In the days following Getty’s diagnosis, my mind was reeling. I was searching for answers, I was searching for others that were going through my same heartache, and I was not totally content with what I found. I found family after family that looked pretty much like us. Hard working people that were involved in the same train wreck only to pick up the pieces to fight for their child and other SMA children. While that was comforting, it still did not fill a void I was looking for.
I had a moment, no not a moment, I was drenched in this thought for a while. A very big sense of shallowness and thought, where are all the celebrities? Isn’t there someone famous that had gone through this? I am only a high school teacher in a small suburban town in California. How on earth could I make a difference when we are just trying to make ends meet in a society that gravitates towards Hollywood for justice and advocacy? Who would care about a little family in Sacramento that has a terminal child? How would that affect another family, how could they start a movement?

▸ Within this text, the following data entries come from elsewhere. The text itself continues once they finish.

use super::{build_chunk, RoutineEntry};
use crate::host::Host;
use crate::types::{oid, Oid, TypeCache};
use crate::{Error, Result};
use mlua::{Function, Lua};
use std::collections::HashMap;
use std::rc::Rc;

/// Compiled routines keyed by routine identifier.
///
/// An entry is reused only while the catalog row it was compiled from is
/// unchanged; any difference in [`RowStamp`](super::RowStamp) forces a
/// recompile and releases the stale function from the VM registry.
#[derive(Debug, Default)]
pub struct RoutineCache {
    entries: HashMap<Oid, Rc<RoutineEntry>>,
    compiles: u64,
}

impl RoutineCache {
    /// Creates an empty cache.
    pub fn new() -> Self {
        Self::default()
    }

    /// Returns the compiled entry for `routine`, compiling it when missing or
    /// stale. On failure any previously cached entry is left untouched.
    pub fn lookup_or_compile<H: Host + ?Sized>(
        &mut self,
        lua: &Lua,
        host: &H,
        types: &TypeCache,
        chunk_name: &str,
        routine: Oid,
    ) -> Result<Rc<RoutineEntry>> {
        let def = host
            .lookup_routine(routine)?
            .ok_or_else(|| Error::host(format!("cache lookup failed for function {}", routine)))?;

        if let Some(entry) = self.entries.get(&routine) {
            if entry.stamp == def.stamp {
                return Ok(Rc::clone(entry));
            }
            log::debug!(
                "routine {} ({}) is stale: cached {}, catalog {}",
                def.name,
                routine,
                entry.stamp,
                def.stamp
            );
        }

        for arg in &def.arg_types {
            types.get(host, *arg)?.check_argument()?;
        }
        types.get(host, def.result_type)?.check_result()?;
        if def.result_type == oid::TRIGGER && !def.arg_types.is_empty() {
            return Err(Error::compile("trigger functions cannot have declared arguments"));
        }

        let (chunk, variadic) = build_chunk(&def);
        let function = compile(lua, &chunk, chunk_name)?;
        let entry = Rc::new(RoutineEntry {
            oid: def.oid,
            name: def.name,
            stamp: def.stamp,
            arg_types: def.arg_types,
            result_type: def.result_type,
            returns_set: def.returns_set,
            variadic,
            function: lua.create_registry_value(function)?,
        });

        if self.entries.insert(routine, Rc::clone(&entry)).is_some() {
            lua.expire_registry_values();
        }
        self.compiles += 1;
        log::debug!("compiled routine {} ({}) at {}", entry.name, routine, entry.stamp);
        Ok(entry)
    }

    /// Drops the entry for `routine`, if any.
    pub fn invalidate(&mut self, lua: &Lua, routine: Oid) -> bool {
        let removed = self.entries.remove(&routine).is_some();
        if removed {
            lua.expire_registry_values();
        }
        removed
    }

    /// Number of cached routines.
    pub fn len(&self) -> usize {
        self.entries.len()
    }

    /// True when nothing is cached.
    pub fn is_empty(&self) -> bool {
        self.entries.is_empty()
    }

    /// Total number of compilations performed.
    pub fn compiles(&self) -> u64 {
        self.compiles
    }
}

fn compile<'lua>(lua: &'lua Lua, chunk: &str, chunk_name: &str) -> Result<Function<'lua>> {
    let loader = lua.load(chunk).set_name(chunk_name).into_function().map_err(compile_error)?;
    loader.call::<_, Function>(()).map_err(compile_error)
}

fn compile_error(err: mlua::Error) -> Error {
    match Error::from(err) {
        Error::Runtime(report) => Error::Compile(report.message),
        other => other,
    }
}

#[cfg(test)]
mod tests {
    use super::*;
    use crate::host::MemoryHost;
    use crate::routine::RoutineDefinition;

    #[test]
    fn test_cache_hit_and_staleness() {
        let lua = Lua::new();
        let host = MemoryHost::new();
        let types = TypeCache::new();
        let mut cache = RoutineCache::new();

        let id = host.create_routine(RoutineDefinition::new(0, "one", "return 1", oid::INT4));
        let first = cache.lookup_or_compile(&lua, &host, &types, "chunk", id).unwrap();
        let again = cache.lookup_or_compile(&lua, &host, &types, "chunk", id).unwrap();
        assert!(Rc::ptr_eq(&first, &again));
        assert_eq!(cache.compiles(), 1);

        host.replace_routine_source(id, "return 2");
        let fresh = cache.lookup_or_compile(&lua, &host, &types, "chunk", id).unwrap();
        assert!(!Rc::ptr_eq(&first, &fresh));
        assert_ne!(first.stamp, fresh.stamp);
        assert_eq!(cache.compiles(), 2);
        assert_eq!(cache.len(), 1);

        let f: Function = lua.registry_value(&fresh.function).unwrap();
        assert_eq!(f.call::<_, i64>(()).unwrap(), 2);
    }

    #[test]
    fn test_compile_error_keeps_previous_entry() {
        let lua = Lua::new();
        let host = MemoryHost::new();
        let types = TypeCache::new();
        let mut cache = RoutineCache::new();

        let id = host.create_routine(RoutineDefinition::new(0, "f", "return 1", oid::INT4));
        cache.lookup_or_compile(&lua, &host, &types, "chunk", id).unwrap();

        host.replace_routine_source(id, "return (");
        let err = cache.lookup_or_compile(&lua, &host, &types, "chunk", id).unwrap_err();
        assert!(matches!(err, Error::Compile(_)));
        assert_eq!(cache.len(), 1);
    }

    #[test]
    fn test_pseudo_argument_rejected() {
        let lua = Lua::new();
        let host = MemoryHost::new();
        let types = TypeCache::new();
        let mut cache = RoutineCache::new();

        let id = host.create_routine(RoutineDefinition::new(0, "f", "return", oid::VOID).arg("x", oid::VOID));
        assert!(cache.lookup_or_compile(&lua, &host, &types, "chunk", id).is_err());
        assert!(cache.is_empty());
    }

    #[test]
    fn test_unknown_routine() {
        let lua = Lua::new();
        let host = MemoryHost::new();
        let mut cache = RoutineCache::new();
        let err = cache.lookup_or_compile(&lua, &host, &TypeCache::new(), "chunk", 424242).unwrap_err();
        assert!(matches!(err, Error::Host(_)));
    }
}
// Marshaling and call benchmarks for PL/Lua

use criterion::{criterion_group, criterion_main, BenchmarkId, Criterion, Throughput};
use pllua::host::MemoryHost;
use pllua::marshal::Marshaler;
use pllua::routine::RoutineDefinition;
use pllua::types::{oid, TypeCache};
use pllua::value::ArrayValue;
use pllua::{CallContext, Datum, Engine, Options};
use std::hint::black_box;
use std::rc::Rc;

fn benchmark_array_marshal(c: &mut Criterion) {
    let mut group = c.benchmark_group("array_marshal");
    let host = MemoryHost::new();
    let types = TypeCache::new();
    let options = Options::default();
    let m = Marshaler::new(&types, &host, &options);

    for size in [10, 100, 1000].iter() {
        let elements = (0..*size).map(|i| Some(Datum::Int4(i))).collect();
        let arr = Datum::Array(ArrayValue::from_vec(oid::INT4, elements));

        group.throughput(Throughput::Elements(*size as u64));
        group.bench_with_input(BenchmarkId::from_parameter(size), &arr, |b, arr| {
            b.iter(|| {
                let script = m.to_script(Some(arr), oid::INT4_ARRAY).unwrap();
                let back = m.to_relational(&script, oid::INT4_ARRAY, -1).unwrap();
                black_box(back);
            });
        });
    }

    group.finish();
}

fn benchmark_function_call(c: &mut Criterion) {
    let host = Rc::new(MemoryHost::new());
    let add = host.create_routine(
        RoutineDefinition::new(0, "add", "return a + b", oid::INT4).arg("a", oid::INT4).arg("b", oid::INT4),
    );
    let engine = Engine::new(host.clone(), Options::default()).unwrap();
    let args = [Some(Datum::Int4(2)), Some(Datum::Int4(3))];

    c.bench_function("function_call", |b| {
        b.iter(|| {
            let outcome = engine.invoke(add, black_box(&args), CallContext::Function).unwrap();
            black_box(outcome);
        });
    });
}

fn benchmark_json_call(c: &mut Criterion) {
    let host = Rc::new(MemoryHost::new());
    let f = host.create_routine(
        RoutineDefinition::new(0, "touch", "doc.seen = true return doc", oid::JSON).arg("doc", oid::JSON),
    );
    let engine = Engine::new(host.clone(), Options::default()).unwrap();
    let doc = serde_json::json!({ "id": 1, "tags": ["a", "b", "c"], "nested": { "depth": [1, 2, 3] } });
    let args = [Some(Datum::Json(doc))];

    c.bench_function("json_call", |b| {
        b.iter(|| {
            let outcome = engine.invoke(f, black_box(&args), CallContext::Function).unwrap();
            black_box(outcome);
        });
    });
}

criterion_group!(benches, benchmark_array_marshal, benchmark_function_call, benchmark_json_call);
criterion_main!(benches);
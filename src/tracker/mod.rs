//! Resource lifetime tracking.
//!
//! Two mechanisms keep VM-side objects and host-side resources consistent:
//!
//! - [`CleanupRegistry`]: an ordered set of destructors drained last-in,
//!   first-out at every transaction boundary.
//! - [`DescriptorArena`]: reference-counted row descriptor handles, each
//!   weakly attached to the invocation frame that created it, so that an
//!   aborted frame can force-release descriptors still referenced by
//!   script objects that outlive it.

mod frames;
mod registry;

pub use frames::{DescriptorArena, DescriptorHandle, FrameExit, FrameId, HandleId, HandleStatus};
pub use registry::{CleanupRegistry, ResourceId, XactEvent};
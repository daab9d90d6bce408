use super::{bind_params, result_value, Cursor};
use crate::runtime::Runtime;
use crate::types::Oid;
use mlua::{MetaMethod, Table, UserData, UserDataMethods, Value};
use std::cell::Cell;
use std::rc::Rc;

/// A statement with declared parameter types.
pub(crate) struct Plan {
    rt: Rc<Runtime>,
    sql: String,
    arg_types: Vec<Oid>,
    saved: Cell<bool>,
}

impl Plan {
    pub fn new(rt: &Rc<Runtime>, sql: String, arg_types: Vec<Oid>) -> Self {
        Self { rt: Rc::clone(rt), sql, arg_types, saved: Cell::new(false) }
    }
}

impl UserData for Plan {
    fn add_methods<'lua, M: UserDataMethods<'lua, Self>>(methods: &mut M) {
        methods.add_method(
            "execute",
            |lua, this, (args, read_only, count): (Option<Table<'lua>>, Option<bool>, Option<i64>)| {
                let params = bind_params(&this.rt, &this.arg_types, args.as_ref())?;
                let limit = count.unwrap_or(0).max(0) as usize;
                let result = this.rt.host.execute(&this.sql, &params, read_only.unwrap_or(false), limit)?;
                result_value(lua, &this.rt, result)
            },
        );

        methods.add_method(
            "getcursor",
            |lua, this, (args, read_only, name): (Option<Table<'lua>>, Option<bool>, Option<String>)| {
                let params = bind_params(&this.rt, &this.arg_types, args.as_ref())?;
                let portal =
                    this.rt.host.open_cursor(&this.sql, &params, name.as_deref(), read_only.unwrap_or(false))?;
                Ok(Value::UserData(lua.create_userdata(Cursor::attach(&this.rt, &portal))?))
            },
        );

        methods.add_method("rows", |lua, this, args: Option<Table<'lua>>| {
            let params = bind_params(&this.rt, &this.arg_types, args.as_ref())?;
            let portal = this.rt.host.open_cursor(&this.sql, &params, None, true)?;
            Cursor::attach(&this.rt, &portal).into_rows(lua)
        });

        // plans live as long as the script keeps them; saving only records it
        methods.add_method("save", |_, this, ()| {
            this.saved.set(true);
            Ok(true)
        });

        methods.add_method("issaved", |_, this, ()| Ok(this.saved.get()));

        methods.add_meta_method(MetaMethod::ToString, |_, this, ()| Ok(format!("plan: {}", this.sql)));
    }
}
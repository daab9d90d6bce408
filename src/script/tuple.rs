use super::lua;
use crate::runtime::Runtime;
use crate::tracker::DescriptorHandle;
use crate::types::RowDescriptor;
use crate::value::{Datum, RowValue};
use crate::{Error, Result};
use mlua::{MetaMethod, UserData, UserDataMethods, Value};
use std::cell::RefCell;
use std::fmt;
use std::rc::Rc;

/// Write state of a tuple.
#[derive(Debug, Clone, Copy, PartialEq, Eq)]
pub enum TupleState {
    /// Assignments are rejected.
    ReadOnly,
    /// Writable, nothing assigned yet.
    Writable,
    /// At least one field was assigned.
    Modified,
}

struct TupleData {
    rt: Rc<Runtime>,
    handle: DescriptorHandle,
    values: Vec<Option<Datum>>,
    state: TupleState,
}

/// A row exposed to scripts.
///
/// Fields are marshaled on access, not when the tuple is created. The layout
/// is reached through a [`DescriptorHandle`], so a tuple that outlives an
/// aborted frame reads as empty (with a warning) instead of failing.
#[derive(Clone)]
pub struct TupleValue {
    inner: Rc<RefCell<TupleData>>,
}

impl TupleValue {
    pub(crate) fn new(rt: &Rc<Runtime>, row: RowValue, state: TupleState) -> Self {
        let handle = rt.arena.allocate(row.descriptor);
        Self::with_handle(rt, handle, row.values, state)
    }

    /// Creates a tuple sharing an existing handle, as result sets do.
    pub(crate) fn with_handle(
        rt: &Rc<Runtime>,
        handle: DescriptorHandle,
        values: Vec<Option<Datum>>,
        state: TupleState,
    ) -> Self {
        let data = TupleData { rt: Rc::clone(rt), handle, values, state };
        Self { inner: Rc::new(RefCell::new(data)) }
    }

    /// Current write state.
    pub fn state(&self) -> TupleState {
        self.inner.borrow().state
    }

    /// Row layout, unless it has been released.
    pub fn descriptor(&self) -> Option<Rc<RowDescriptor>> {
        self.inner.borrow().handle.descriptor()
    }

    /// Copies the tuple into a fresh row.
    pub fn to_row(&self) -> Result<RowValue> {
        let data = self.inner.borrow();
        let descriptor = data
            .handle
            .descriptor()
            .ok_or_else(|| Error::runtime("tuple descriptor was released"))?;
        RowValue::new(descriptor, data.values.clone())
    }

    fn get<'lua>(&self, lua: &'lua mlua::Lua, name: &str) -> mlua::Result<Value<'lua>> {
        let data = self.inner.borrow();
        let desc = match data.handle.descriptor() {
            Some(desc) => desc,
            None => {
                log::warn!("access to lost tuple descriptor");
                return Ok(Value::Nil);
            }
        };
        let pos = match desc.position(name) {
            Some(pos) => pos,
            None => {
                log::warn!("tuple has no field \"{}\"", name);
                return Ok(Value::Nil);
            }
        };
        let rt = Rc::clone(&data.rt);
        let datum = data.values[pos].clone();
        drop(data);

        let script = rt.marshaler().to_script(datum.as_ref(), desc.attributes[pos].type_oid)?;
        lua::push(lua, &rt, &script)
    }

    fn set(&self, name: &str, value: &Value<'_>) -> Result<()> {
        let (rt, desc) = {
            let data = self.inner.borrow();
            if data.state == TupleState::ReadOnly {
                return Err(Error::runtime("tuple is read-only"));
            }
            let desc = data
                .handle
                .descriptor()
                .ok_or_else(|| Error::runtime("tuple descriptor was released"))?;
            (Rc::clone(&data.rt), desc)
        };
        let pos = desc.position(name).ok_or_else(|| Error::field_not_found(name))?;
        let attr = &desc.attributes[pos];
        let script = lua::pull(value, 0, rt.options.max_table_depth)?;
        let datum = rt.marshaler().to_relational(&script, attr.type_oid, attr.type_mod)?;

        let mut data = self.inner.borrow_mut();
        data.values[pos] = datum;
        data.state = TupleState::Modified;
        Ok(())
    }

    fn render(&self) -> String {
        let data = self.inner.borrow();
        let desc = match data.handle.descriptor() {
            Some(desc) => desc,
            None => return "(lost tuple)".to_string(),
        };
        let fields: Vec<String> = desc
            .attributes
            .iter()
            .zip(&data.values)
            .map(|(attr, value)| match value {
                None => String::new(),
                Some(datum) => data
                    .rt
                    .types
                    .get(&*data.rt.host, attr.type_oid)
                    .and_then(|t| data.rt.host.output(&t, datum))
                    .unwrap_or_else(|_| format!("<{}>", datum.kind_name())),
            })
            .collect();
        format!("({})", fields.join(","))
    }
}

impl UserData for TupleValue {
    fn add_methods<'lua, M: UserDataMethods<'lua, Self>>(methods: &mut M) {
        methods.add_meta_method(MetaMethod::Index, |lua, this, key: mlua::String<'lua>| this.get(lua, key.to_str()?));

        methods.add_meta_method(MetaMethod::NewIndex, |_, this, (key, value): (mlua::String<'lua>, Value<'lua>)| {
            this.set(key.to_str()?, &value).map_err(mlua::Error::from)
        });

        methods.add_meta_method(MetaMethod::ToString, |_, this, ()| Ok(this.render()));
    }
}

impl fmt::Debug for TupleValue {
    fn fmt(&self, f: &mut fmt::Formatter<'_>) -> fmt::Result {
        let data = self.inner.borrow();
        f.debug_struct("TupleValue")
            .field("handle", &data.handle.id())
            .field("state", &data.state)
            .field("values", &data.values)
            .finish()
    }
}

impl PartialEq for TupleValue {
    fn eq(&self, other: &Self) -> bool {
        Rc::ptr_eq(&self.inner, &other.inner)
    }
}

#[cfg(test)]
mod tests {
    use super::*;
    use crate::runtime::test_runtime;
    use crate::tracker::FrameExit;
    use crate::types::{oid, Attribute};

    fn descriptor() -> Rc<RowDescriptor> {
        Rc::new(RowDescriptor::anonymous(vec![Attribute::new("id", oid::INT4), Attribute::new("name", oid::TEXT)]))
    }

    fn values(id: i32) -> Vec<Option<Datum>> {
        vec![Some(Datum::Int4(id)), Some(Datum::Text(format!("row{}", id)))]
    }

    #[test]
    fn test_shared_handle_released_with_frame() {
        let (_lua, rt) = test_runtime();
        let frame = rt.arena.push_frame();
        let handle = rt.arena.allocate(descriptor());
        let id = handle.id();

        let tuples: Vec<TupleValue> =
            (1..=3).map(|i| TupleValue::with_handle(&rt, handle.clone(), values(i), TupleState::ReadOnly)).collect();
        drop(handle);
        assert_eq!(rt.arena.status(id).unwrap().refs, 3);

        let mut tuples = tuples.into_iter();
        let first = tuples.next().unwrap();
        drop(tuples);
        let status = rt.arena.status(id).unwrap();
        assert_eq!(status.refs, 1);
        assert!(!status.reclaimable);
        assert_eq!(first.to_row().unwrap().values, values(1));

        drop(first);
        let status = rt.arena.status(id).unwrap();
        assert_eq!(status.refs, 0);
        assert!(status.reclaimable);
        assert!(status.has_descriptor);

        rt.arena.pop_frame(frame, FrameExit::Normal).unwrap();
        assert!(rt.arena.status(id).is_none());
        assert_eq!(rt.arena.live_descriptors(), 0);
    }

    #[test]
    fn test_read_only_tuple_rejects_writes() {
        let (_lua, rt) = test_runtime();
        let tuple = TupleValue::new(&rt, RowValue::new(descriptor(), values(1)).unwrap(), TupleState::ReadOnly);
        assert!(tuple.set("id", &Value::Integer(2)).is_err());
        assert_eq!(tuple.state(), TupleState::ReadOnly);

        let writable = TupleValue::new(&rt, RowValue::new(descriptor(), values(1)).unwrap(), TupleState::Writable);
        writable.set("id", &Value::Integer(2)).unwrap();
        assert_eq!(writable.state(), TupleState::Modified);
        assert_eq!(writable.to_row().unwrap().values[0], Some(Datum::Int4(2)));
        assert!(matches!(writable.set("missing", &Value::Nil), Err(Error::FieldNotFound(_))));
    }

    #[test]
    fn test_tuple_outliving_aborted_frame() {
        let (lua, rt) = test_runtime();
        let frame = rt.arena.push_frame();
        let tuple = TupleValue::new(&rt, RowValue::new(descriptor(), values(4)).unwrap(), TupleState::Writable);
        assert_eq!(tuple.render(), "(4,row4)");

        rt.arena.pop_frame(frame, FrameExit::Aborted).unwrap();
        assert!(tuple.descriptor().is_none());
        assert_eq!(tuple.render(), "(lost tuple)");
        assert!(tuple.to_row().is_err());
        assert!(matches!(tuple.get(&lua, "id").unwrap(), Value::Nil));
    }
}
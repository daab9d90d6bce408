//! Savepoint-protected calls from scripts.
//!
//! `subtransaction(f, ...)` runs `f` inside a host savepoint and a fresh
//! descriptor frame. It returns `true, ...` on success. On failure it rolls
//! the savepoint back and returns `false, err`, where `err` is the raised
//! value itself, or a structured report table for errors that started on the
//! host side. A failure of the rollback itself is a double fault: the engine
//! is poisoned and the error keeps propagating.

use crate::runtime::Runtime;
use crate::script::lua;
use crate::tracker::FrameExit;
use crate::{Error, Result};
use mlua::{Function, Lua, MultiValue, Value};
use std::rc::Rc;

/// Creates the script-visible `subtransaction` function.
pub(crate) fn create_function<'lua>(lua: &'lua Lua, rt: &Rc<Runtime>) -> Result<Function<'lua>> {
    let rt = Rc::clone(rt);
    let f = lua.create_function(move |lua, args: MultiValue<'_>| run_protected(lua, &rt, args))?;
    Ok(f)
}

fn run_protected<'lua>(lua: &'lua Lua, rt: &Rc<Runtime>, mut args: MultiValue<'lua>) -> mlua::Result<MultiValue<'lua>> {
    let func = match args.pop_front() {
        Some(Value::Function(f)) => f,
        _ => return Err(Error::invalid_argument("subtransaction expects a function as its first argument").into()),
    };
    if !rt.host.in_transaction() {
        return Err(Error::protocol("cannot start a subtransaction out of transaction").into());
    }

    let frame = rt.arena.push_frame();
    let savepoint = match rt.host.begin_savepoint() {
        Ok(id) => id,
        Err(e) => {
            rt.arena.pop_frame(frame, FrameExit::Normal)?;
            return Err(e.into());
        }
    };
    log::trace!("subtransaction {:?} started", savepoint);

    let outcome = match lua::protected_call(lua, rt, func, args) {
        Ok(outcome) => outcome,
        Err(e) => Err(Value::Error(e.into())),
    };

    match outcome {
        Ok(mut results) => {
            let released = rt.host.release_savepoint(savepoint);
            rt.arena.pop_frame(frame, FrameExit::Normal)?;
            released?;
            results.push_front(Value::Boolean(true));
            Ok(results)
        }
        Err(raised) => {
            let error = lua::error_from_value(&raised);
            if error.is_fatal() {
                rt.arena.pop_frame(frame, FrameExit::Aborted)?;
                return Err(error.into());
            }
            if let Err(fault) = rt.host.rollback_savepoint(savepoint) {
                rt.poisoned.set(true);
                log::error!("rollback of subtransaction failed while handling \"{}\": {}", error, fault);
                if let Err(e) = rt.arena.pop_frame(frame, FrameExit::Aborted) {
                    log::error!("{}", e);
                }
                return Err(Error::Fatal(format!("double fault in subtransaction: {}", fault)).into());
            }
            rt.arena.pop_frame(frame, FrameExit::Aborted)?;
            log::debug!("subtransaction {:?} rolled back: {}", savepoint, error);

            let value = match raised {
                Value::Error(_) => Value::Table(lua::report_table(lua, rt, &error.report())?),
                other => other,
            };
            Ok(MultiValue::from_vec(vec![Value::Boolean(false), value]))
        }
    }
}
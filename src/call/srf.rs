use super::{pull_result, push_args, CallOutcome};
use crate::routine::RoutineEntry;
use crate::runtime::Runtime;
use crate::script::lua;
use crate::tracker::{CleanupRegistry, ResourceId};
use crate::value::Datum;
use crate::{Error, Result};
use mlua::{Function, Lua, MultiValue, RegistryKey, Thread, ThreadStatus, Value};
use std::cell::RefCell;
use std::collections::HashMap;
use std::rc::Rc;

/// Lifecycle of a set-returning call.
#[derive(Debug, Clone, Copy, PartialEq, Eq)]
pub enum SrfState {
    /// No request made yet.
    Init,
    /// A resumption is in flight.
    Running,
    /// Suspended after producing a row.
    Yielded,
    /// End of set reached.
    Done,
    /// Terminated by an error.
    Error,
}

/// Host-owned slot for one set-returning call.
///
/// The host keeps the slot across the requests of one scan and passes it to
/// every [`Engine::invoke`](crate::Engine::invoke). A slot that is dropped
/// before reaching [`SrfState::Done`] must be handed to
/// [`Engine::abandon`](crate::Engine::abandon) first.
#[derive(Debug)]
pub struct SetCall {
    state: SrfState,
    execution: Option<u64>,
}

impl Default for SetCall {
    fn default() -> Self {
        Self { state: SrfState::Init, execution: None }
    }
}

impl SetCall {
    /// Creates a fresh slot.
    pub fn new() -> Self {
        Self::default()
    }

    /// Current state.
    pub fn state(&self) -> SrfState {
        self.state
    }

    /// True once no more requests are accepted.
    pub fn is_finished(&self) -> bool {
        matches!(self.state, SrfState::Done | SrfState::Error)
    }
}

struct Execution {
    thread: RegistryKey,
    resource: ResourceId,
}

#[derive(Default)]
struct ExecutionInner {
    next_id: u64,
    entries: HashMap<u64, Execution>,
}

/// Suspended coroutines of set-returning calls, by execution id.
///
/// Each execution is also registered with the cleanup registry, so a
/// transaction boundary drops executions their hosts never finished.
#[derive(Clone, Default)]
pub(crate) struct ExecutionTable {
    inner: Rc<RefCell<ExecutionInner>>,
}

impl ExecutionTable {
    pub fn new() -> Self {
        Self::default()
    }

    fn insert(&self, registry: &CleanupRegistry, thread: RegistryKey) -> u64 {
        let id = {
            let mut inner = self.inner.borrow_mut();
            inner.next_id += 1;
            inner.next_id
        };
        let weak = Rc::downgrade(&self.inner);
        let resource = registry.register(move || {
            if let Some(inner) = weak.upgrade() {
                let removed = inner.borrow_mut().entries.remove(&id);
                if removed.is_some() {
                    log::debug!("transaction end dropped set-returning execution {}", id);
                }
            }
        });
        self.inner.borrow_mut().entries.insert(id, Execution { thread, resource });
        id
    }

    fn thread<'lua>(&self, lua: &'lua Lua, id: u64) -> Result<Option<Thread<'lua>>> {
        let inner = self.inner.borrow();
        match inner.entries.get(&id) {
            Some(execution) => Ok(Some(lua.registry_value(&execution.thread)?)),
            None => Ok(None),
        }
    }

    fn remove(&self, registry: &CleanupRegistry, id: u64) -> bool {
        let removed = self.inner.borrow_mut().entries.remove(&id);
        match removed {
            Some(execution) => {
                registry.unregister(execution.resource);
                true
            }
            None => false,
        }
    }

    /// Number of suspended executions.
    pub fn len(&self) -> usize {
        self.inner.borrow().entries.len()
    }
}

fn finish(lua: &Lua, rt: &Runtime, executions: &ExecutionTable, call: &mut SetCall, state: SrfState) {
    if let Some(id) = call.execution.take() {
        executions.remove(&rt.registry, id);
        lua.expire_registry_values();
    }
    call.state = state;
}

/// Serves one request of a set-returning call.
pub(crate) fn resume(
    lua: &Lua,
    rt: &Rc<Runtime>,
    executions: &ExecutionTable,
    entry: &RoutineEntry,
    args: &[Option<Datum>],
    call: &mut SetCall,
) -> Result<CallOutcome> {
    let state = call.state;
    let (thread, values) = match state {
        SrfState::Init => {
            let mut values = push_args(lua, rt, entry, args)?;
            let func: Function<'_> = lua.registry_value(&entry.function)?;
            values.push_front(Value::Function(func));

            let body: Function<'_> = lua.registry_value(&rt.srf_entry)?;
            let thread = lua.create_thread(body)?;
            let id = executions.insert(&rt.registry, lua.create_registry_value(thread.clone())?);
            call.execution = Some(id);
            log::trace!("set-returning call of {} started as execution {}", entry.name, id);
            (thread, values)
        }
        SrfState::Yielded => {
            let id = call.execution.ok_or_else(|| Error::internal("suspended call has no execution"))?;
            let thread = match executions.thread(lua, id)? {
                Some(thread) => thread,
                None => {
                    call.execution = None;
                    call.state = SrfState::Error;
                    return Err(Error::protocol("set-returning call was terminated at transaction end"));
                }
            };
            (thread, push_args(lua, rt, entry, args)?)
        }
        SrfState::Running => return Err(Error::protocol("set-returning call is already running")),
        SrfState::Done | SrfState::Error => {
            return Err(Error::protocol("set-returning call has already finished"))
        }
    };

    call.state = SrfState::Running;
    match thread.resume::<_, MultiValue<'_>>(values) {
        Ok(mut yielded) => {
            let finished = thread.status() != ThreadStatus::Resumable;
            let first = yielded.pop_front().unwrap_or(Value::Nil);
            if finished && matches!(first, Value::Boolean(false)) {
                let raised = yielded.pop_front().unwrap_or(Value::Nil);
                finish(lua, rt, executions, call, SrfState::Error);
                return Err(lua::error_from_value(&raised));
            }
            if finished || first.is_nil() {
                finish(lua, rt, executions, call, SrfState::Done);
                return Ok(CallOutcome::EndOfSet);
            }
            match pull_result(rt, entry, &first) {
                Ok(datum) => {
                    call.state = SrfState::Yielded;
                    Ok(CallOutcome::Row(datum))
                }
                Err(e) => {
                    finish(lua, rt, executions, call, SrfState::Error);
                    Err(e)
                }
            }
        }
        Err(e) => {
            finish(lua, rt, executions, call, SrfState::Error);
            Err(Error::from(e))
        }
    }
}

/// Drops the execution behind `call` without finishing it.
pub(crate) fn abandon(lua: &Lua, rt: &Runtime, executions: &ExecutionTable, call: &mut SetCall) {
    if !call.is_finished() {
        finish(lua, rt, executions, call, SrfState::Done);
    }
}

So what do you do? You find out who knows who and try and find connections with people that might have more of a voice to send a message. Then when you get that opportunity, well, what would you want the world to know? Everything I guess, but I think most importantly I would want people to know that this diagnosis could be yours. That is really it. I would love for someone with more connections to announce to the world that Spinal Muscular Atrophy is a reality and with enough resources we can end it. I had this Hollywood idea of a person in front of the camera in a very raw moment wearing a t-shirt with the initials SMA and them telling the viewer that they can make a difference.
I don’t know if I got my wish today or not, but all I know is that Spinal Muscular Atrophy was mentioned today on Oprah. That isn’t a bad start.
I want to thank James Frey for having the courage to talk about his son’s death. I am not “on the other side,” so I will not even attempt to relate, but I think what I can totally relate to was your vacant stare.
That look I have seen on my husband, on myself, and in other SMA families. That stare tells me that you have seen too much as a father and have endured too much to even comprehend.
I appreciate the fact that you mentioned that you were going to the hospital to have a healthy child. My pregnancy was perfect, dare I say … easy. Measurements were on cue, movement was on cue, and progress was on cue. I, too, was going to have a healthy child. My only worry was that Getty would turn out to be a boy, and we had to frantically think of a backup plan for a name if she was a he. Nowhere in the scenario was the thought that we had passed along this gene, or lack thereof, to her.
I appreciate the fact that you said, Spinal Muscular Atrophy. Thank you for explaining what SMA is. “A neurological muscular disease, it’s incurable, untreatable, and fatal.”
I thank you for answering questions about your son. You simply didn’t have to. I think some would say you could have done more for SMA, and yes, perhaps that might be the case, but again I am not here to judge, just to thank you.
The words Spinal Muscular Atrophy were uttered for the entire world to hear. Oprah is in her final season and billions are watching. I can only imagine how many times people typed in Spinal Muscular Atrophy into their search engine today.
In an unfortunate way, James Frey, you have shown the world that SMA can happen to anyone: a small town history teacher, to a stay at home mom, to an award winning author.
I have got to believe that awareness is happening, people are talking, and we are moving in the right direction.
This disease has the ability to chop you down to size. It does change your perspective about life and what is worth fighting for.
Getty and I went to her sleep study last night to evaluate her bipap settings. We turned it into a “girls night out”. We had a great time and she fell asleep after 11pm.
As she slept I brushed her hair with my fingers and I thought to myself that this wasn’t the life I wanted for Getty. She deserves to be walking and bouncing around with life. She deserves to be talking. She deserves to be eating all kinds of different foods. She deserves to be a healthy 1 year old kiddo. I want the world for her. So while she slept I cried with all the mommy things that suffocate my heart. And then Getty, in her infinite wisdom and zest for life, wakes me up in the morning with her sweet coos. I opened my eyes only to be greeted by the bluest of eyes.
“Well, good morning sweet pea,” I said. Then she followed her cuteness up with her little smirk. 🙂 So now all is well with this mommy. Days of sadness are present, and those days are excruciating, but they do go away and they are replaced with days of euphoria in the presence of Miss Getty.
So what has this interview done for SMA awareness? Not sure. My hope is that it had done something and we are better off for it as an SMA community. My wish would be that, in some way, James Frey continues to be a participant in this fight. But ultimately it is up to him and his family.
What I would love is to have Oprah on her new network do a piece on SMA. Oh, man, could you believe how powerful that would be? If she interviewed any family the viewers would understand how hard we fight to make sure everyday is magical for our kids. They would get a glimpse of how we multitask to raise money, learn all we can about this disease, advocate for our kids and for each other.
I think they would also get a chance to understand that even though SMA has been called an orphan disease, there is nothing insignificant about it. It is devastating, families are affected, and there will continue to be more without proper awareness. I think most importantly, they would get a sense of how we need a cure and how it is entirely possible with enough support.
I will just keep wishing over here in my small town and doing what I can to do right for Getty and all SMA kids.